L’exposition est régie par 3 mots clés : métamorphose, anthropomorphisme et hybridation, interrogation sur le dialogue de l’Homme avec la nature, au cœur de ses interactions avec le végétal et l’animal. Les œuvres dont les origines et l’époque balaient le spectre des extrêmes sont extrêmement hétéroclites : têtes de méduses sculptées (XVIIème siècle, fond permanent du musée) ou fétiche ancestral des Sénoufos (Afrique de l’Ouest), étranges casques vidéo béninois de Emo De Medeiros projetant des rêves prémonitoires, drôles d’animaux hybrides, tels le mouton-autruche ou les truismes de Jackie Kayser, revisitant par la taxidermie appliquée à des truies les 3 Grâces de la mythologie,  aux formes féminines des plus suggestives, sans omettre le passeur d’âmes, enfourchant à bout de pinces un indien momifié de Benoît Huot, réflexion sur la religion, le colonialisme, l’esprit des morts.

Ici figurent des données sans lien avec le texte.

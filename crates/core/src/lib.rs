//! AI Scrum Master Core - Shared data model.
//!
//! This crate provides the types exchanged across the workspace:
//! - `client` - Typed resource clients for the `/api/v1` backend
//! - `functions` - Slack, Jira and `OpenAI` integration functions
//! - `cli` - Command-line front end
//!
//! # Architecture
//!
//! The core crate contains only types and pure helpers - no I/O, no HTTP
//! clients. Entities are created and mutated on the external backend; this
//! crate only describes their wire shape.
//!
//! # Modules
//!
//! - [`types`] - Newtype IDs and status enums
//! - [`models`] - Entity, AI and analytics records
//! - [`standup_parser`] - Free-text standup message parsing

#![cfg_attr(not(test), forbid(unsafe_code))]

pub mod models;
pub mod standup_parser;
pub mod types;

pub use models::*;
pub use standup_parser::{ParsedStandup, parse_standup_message};
pub use types::*;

Flower Fragrum Cardamoni – Installation de Peter de Cupere – Eglise Sainte Marie Madeleine

Une incursion un pont plus loin nous mène sous la voûte de l’Eglise Sainte-Marie-Madeleine, où l’artiste flamand Peter de Cupere nous invite à regarder bien plus loin que le bout de notre nez par le biais de ses œuvres olfactives, empreintes de poésie et d’esthétisme. Un bulbe en fleurs se laisse frotter pour exhaler des senteurs fruitées de fraise tagada ou de cardamone (Flower fragrum Cardamomi). Un tapis de curry embaume et ensoleille l’une des chapelles, tandis que, dans une autre, un escabeau nous met la tête dans les nuages pour, hélas, respirer des vapeurs toxiques et polluées, quand le réchauffement climatique reflète nos excès… 

C’est avec ces installations aussi poétiques qu’esthétiques, que nous terminons cette musarde en réfléchissant à notre place dans la nature et aux traces de nos interactions, quelles qu’elles puissent être.